_What you should do_
Of the entries below, restate word for word only the section that runs from the line with "self.document.state.lock().spans[self.index].id.clone()" to the line with "pub fn set_inner_html(&self, html: impl", counting both ends.
Source material Block Start
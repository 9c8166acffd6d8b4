//! In-memory HTML page the autoloader works on.
//!
//! The page is kept as its original source plus a list of edits (head injections,
//! body prepends, element content replacements) that are applied when the page is
//! serialized again. Only elements carrying an `id` or `class` are addressable.

mod scan;

use parking_lot::Mutex;
use std::sync::Arc;
use tokio::sync::watch;

use scan::{
    find_close_tag_start, find_open_tag_end, scan_elements, text_content, ElementSpan,
};

/// Escape a value for use inside a double-quoted attribute.
pub fn escape_attr(value: &str) -> String {
    value
        .replace('&', "&amp;")
        .replace('"', "&quot;")
        .replace('<', "&lt;")
        .replace('>', "&gt;")
}

/// Escape text placed between tags.
pub fn escape_text(value: &str) -> String {
    value
        .replace('&', "&amp;")
        .replace('<', "&lt;")
        .replace('>', "&gt;")
}

/// Page load progress.
#[derive(Debug, Clone, Copy, PartialEq, Eq)]
pub enum ReadyState {
    Loading,
    Complete,
}

/// Pending changes to one element. `children` replaces the original content once set;
/// until then appended markup follows the original content.
#[derive(Debug, Default)]
struct ElementEdit {
    children: Option<Vec<String>>,
    appended: Vec<String>,
}

#[derive(Debug)]
struct DocumentState {
    source: String,
    spans: Vec<ElementSpan>,
    edits: Vec<ElementEdit>,
    head: Vec<String>,
    body_prepends: Vec<String>,
}

/// A parsed page shared by the bootstrap, the injector and every render unit.
pub struct Document {
    state: Mutex<DocumentState>,
    loaded: watch::Sender<ReadyState>,
}

impl Document {
    /// Parse a page that has finished loading.
    pub fn parse(html: impl Into<String>) -> Arc<Self> {
        Self::with_state(html.into(), ReadyState::Complete)
    }

    /// Parse a page that is still loading; call [`Document::mark_loaded`] once it is done.
    pub fn loading(html: impl Into<String>) -> Arc<Self> {
        Self::with_state(html.into(), ReadyState::Loading)
    }

    fn with_state(source: String, ready: ReadyState) -> Arc<Self> {
        let spans = scan_elements(&source);
        let edits = spans.iter().map(|_| ElementEdit::default()).collect();
        let (loaded, _) = watch::channel(ready);
        Arc::new(Self {
            state: Mutex::new(DocumentState {
                source,
                spans,
                edits,
                head: Vec::new(),
                body_prepends: Vec::new(),
            }),
            loaded,
        })
    }

    pub fn ready_state(&self) -> ReadyState {
        *self.loaded.borrow()
    }

    /// Fire the load-completion signal.
    pub fn mark_loaded(&self) {
        self.loaded.send_replace(ReadyState::Complete);
    }

    /// Wait until the page has finished loading. Returns immediately if it already has.
    pub async fn when_loaded(&self) {
        let mut rx = self.loaded.subscribe();
        // The sender lives as long as `self`, so the channel cannot close here.
        let _ = rx.wait_for(|state| *state == ReadyState::Complete).await;
    }

    /// Append a node to `<head>`.
    pub fn append_to_head(&self, html: impl Into<String>) {
        self.state.lock().head.push(html.into());
    }

    /// Insert a node as the first child of `<body>`.
    pub fn prepend_to_body(&self, html: impl Into<String>) {
        self.state.lock().body_prepends.insert(0, html.into());
    }

    /// Nodes injected into `<head>` so far, in order.
    pub fn head_nodes(&self) -> Vec<String> {
        self.state.lock().head.clone()
    }

    /// Nodes prepended to `<body>` so far, first child first.
    pub fn body_prepends(&self) -> Vec<String> {
        self.state.lock().body_prepends.clone()
    }

    pub fn get_element_by_id(self: &Arc<Self>, id: &str) -> Option<Element> {
        let state = self.state.lock();
        state
            .spans
            .iter()
            .position(|span| span.id.as_deref() == Some(id))
            .map(|index| Element {
                document: Arc::clone(self),
                index,
            })
    }

    /// Raw text of an element, without entity decoding (for `<script>` payloads).
    pub fn raw_text_by_id(&self, id: &str) -> Option<String> {
        let state = self.state.lock();
        state
            .spans
            .iter()
            .find(|span| span.id.as_deref() == Some(id))
            .map(|span| state.source[span.open_end..span.close_start].to_string())
    }

    fn elements_with_class(self: &Arc<Self>, class: &str, within: Option<(usize, usize)>) -> Vec<Element> {
        let state = self.state.lock();
        state
            .spans
            .iter()
            .enumerate()
            .filter(|(_, span)| span.classes.iter().any(|c| c == class))
            .filter(|(_, span)| match within {
                Some((start, end)) => span.open_start >= start && span.close_end <= end,
                None => true,
            })
            .map(|(index, _)| Element {
                document: Arc::clone(self),
                index,
            })
            .collect()
    }

    /// Serialize the page with every edit applied.
    pub fn to_html(&self) -> String {
        let state = self.state.lock();
        let source = state.source.as_str();

        // (start, end, replacement); insertions have start == end.
        let mut patches: Vec<(usize, usize, String)> = Vec::new();

        if !state.head.is_empty() {
            let at = find_close_tag_start(source, "head")
                .or_else(|| find_open_tag_end(source, "html"))
                .unwrap_or(0);
            patches.push((at, at, state.head.concat()));
        }
        if !state.body_prepends.is_empty() {
            let at = find_open_tag_end(source, "body").unwrap_or(0);
            patches.push((at, at, state.body_prepends.concat()));
        }

        let mut replaced: Vec<(usize, usize)> = Vec::new();
        let mut edited: Vec<(&ElementSpan, &ElementEdit)> = state
            .spans
            .iter()
            .zip(state.edits.iter())
            .filter(|(_, edit)| edit.children.is_some() || !edit.appended.is_empty())
            .collect();
        edited.sort_by_key(|(span, _)| span.open_start);
        for (span, edit) in edited {
            // Edits nested inside an already replaced element are gone with it.
            if replaced
                .iter()
                .any(|&(start, end)| span.open_start >= start && span.close_end <= end)
            {
                continue;
            }
            match &edit.children {
                Some(children) => {
                    patches.push((span.open_end, span.close_start, children.concat()));
                    replaced.push((span.open_end, span.close_start));
                }
                None => {
                    patches.push((span.close_start, span.close_start, edit.appended.concat()))
                }
            }
        }

        patches.sort_by_key(|(start, end, _)| (*start, *end));
        let mut out = String::with_capacity(source.len());
        let mut cursor = 0;
        for (start, end, text) in patches {
            if start < cursor {
                continue;
            }
            out.push_str(&source[cursor..start]);
            out.push_str(&text);
            cursor = end;
        }
        out.push_str(&source[cursor..]);
        out
    }
}

/// Something [`crate::autoloader::Autoloader::render_all_under`] can search.
pub trait Container: Send + Sync {
    /// Every element under this container whose class list contains `class`.
    fn query_class(&self, class: &str) -> Vec<Element>;
}

impl Container for Arc<Document> {
    fn query_class(&self, class: &str) -> Vec<Element> {
        self.elements_with_class(class, None)
    }
}

impl Container for Element {
    fn query_class(&self, class: &str) -> Vec<Element> {
        let (start, end) = {
            let state = self.document.state.lock();
            let span = &state.spans[self.index];
            (span.open_end, span.close_start)
        };
        self.document.elements_with_class(class, Some((start, end)))
    }
}

/// Handle to one addressable element of a [`Document`].
#[derive(Clone)]
pub struct Element {
    document: Arc<Document>,
    index: usize,
}

impl Element {
    pub fn document(&self) -> &Arc<Document> {
        &self.document
    }

    pub fn tag(&self) -> String {
        self.document.state.lock().spans[self.index].tag.clone()
    }

    pub fn id(&self) -> Option<String> {
        self.document.state.lock().spans[self.index].id.clone()
    }

    pub fn inner_html(&self) -> String {
        let state = self.document.state.lock();
        let span = &state.spans[self.index];
        match &state.edits[self.index].children {
            Some(children) => children.concat(),
            None => {
                let mut inner = state.source[span.open_end..span.close_start].to_string();
                inner.push_str(&state.edits[self.index].appended.concat());
                inner
            }
        }
    }

    /// Text with tags stripped and entities decoded.
    pub fn text_content(&self) -> String {
        text_content(&self.inner_html())
    }

    /// Replace every child with `html`, which becomes child 0.
    pub fn set_inner_html(&self, html: impl Into<String>) {
        let mut state = self.document.state.lock();
        let edit = &mut state.edits[self.index];
        edit.children = Some(vec![html.into()]);
        edit.appended.clear();
    }

    /// Append markup after the current children.
    pub fn append_html(&self, html: impl Into<String>) {
        let mut state = self.document.state.lock();
        let edit = &mut state.edits[self.index];
        match &mut edit.children {
            Some(children) => children.push(html.into()),
            None => edit.appended.push(html.into()),
        }
    }

    /// Replace one child created by [`Element::set_inner_html`] or
    /// [`Element::append_html`]. Returns false if there is no such child.
    pub fn set_child_html(&self, index: usize, html: impl Into<String>) -> bool {
        let mut state = self.document.state.lock();
        match state.edits[self.index].children.as_mut() {
            Some(children) if index < children.len() => {
                children[index] = html.into();
                true
            }
            _ => false,
        }
    }
}

impl std::fmt::Debug for Element {
    fn fmt(&self, f: &mut std::fmt::Formatter<'_>) -> std::fmt::Result {
        f.debug_struct("Element")
            .field("index", &self.index)
            .field("tag", &self.tag())
            .finish()
    }
}

#[cfg(test)]
mod tests {
    use super::*;

    const PAGE: &str = "<html><head><title>t</title></head><body>\
        <section id=\"a\"><div class=\"markmap\"># A</div></section>\
        <div class=\"markmap\">\n  # B\n  - &lt;x&gt;\n</div>\
        </body></html>";

    #[test]
    fn test_query_document_and_region() {
        let doc = Document::parse(PAGE);
        assert_eq!(doc.query_class("markmap").len(), 2);

        let region = doc.get_element_by_id("a").unwrap();
        let inside = region.query_class("markmap");
        assert_eq!(inside.len(), 1);
        assert_eq!(inside[0].text_content(), "# A");
    }

    #[test]
    fn test_text_content_is_decoded() {
        let doc = Document::parse(PAGE);
        let blocks = doc.query_class("markmap");
        assert_eq!(blocks[1].text_content(), "\n  # B\n  - <x>\n");
    }

    #[test]
    fn test_serialize_with_edits() {
        let doc = Document::parse(PAGE);
        let blocks = doc.query_class("markmap");
        blocks[1].set_inner_html("<svg></svg>");
        blocks[1].append_html("<div class=\"mm-toolbar\"></div>");
        doc.append_to_head("<script src=\"a.js\"></script>");
        doc.prepend_to_body("<style>g</style>");

        let html = doc.to_html();
        assert!(html.contains("<script src=\"a.js\"></script></head>"));
        assert!(html.contains("<body><style>g</style><section id=\"a\">"));
        assert!(html.contains(
            "<div class=\"markmap\"><svg></svg><div class=\"mm-toolbar\"></div></div>"
        ));
        assert!(html.contains("<div class=\"markmap\"># A</div>"));
    }

    #[test]
    fn test_set_child_keeps_siblings() {
        let doc = Document::parse("<div class=\"markmap\">text</div>");
        let block = &doc.query_class("markmap")[0];
        assert!(!block.set_child_html(0, "x"));

        block.set_inner_html("<svg></svg>");
        block.append_html("<div>bar</div>");
        assert!(block.set_child_html(0, "<svg><g></g></svg>"));
        assert!(!block.set_child_html(2, "y"));
        assert_eq!(block.inner_html(), "<svg><g></g></svg><div>bar</div>");
    }

    #[test]
    fn test_body_prepend_order() {
        let doc = Document::parse("<body></body>");
        doc.prepend_to_body("1");
        doc.prepend_to_body("2");
        assert_eq!(doc.to_html(), "<body>21</body>");
    }

    #[tokio::test]
    async fn test_load_signal() {
        let doc = Document::loading("<body></body>");
        assert_eq!(doc.ready_state(), ReadyState::Loading);

        let waiter = {
            let doc = Arc::clone(&doc);
            tokio::spawn(async move { doc.when_loaded().await })
        };
        doc.mark_loaded();
        waiter.await.unwrap();
        assert_eq!(doc.ready_state(), ReadyState::Complete);

        // Already loaded: returns at once.
        doc.when_loaded().await;
    }
}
Source material Block End
_Result of this exercise_
        self.document.state.lock().spans[self.index].id.clone()
    }

    pub fn inner_html(&self) -> String {
        let state = self.document.state.lock();
        let span = &state.spans[self.index];
        match &state.edits[self.index].children {
            Some(children) => children.concat(),
            None => {
                let mut inner = state.source[span.open_end..span.close_start].to_string();
                inner.push_str(&state.edits[self.index].appended.concat());
                inner
            }
        }
    }

    /// Text with tags stripped and entities decoded.
    pub fn text_content(&self) -> String {
        text_content(&self.inner_html())
    }

    /// Replace every child with `html`, which becomes child 0.
    pub fn set_inner_html(&self, html: impl Into<String>) {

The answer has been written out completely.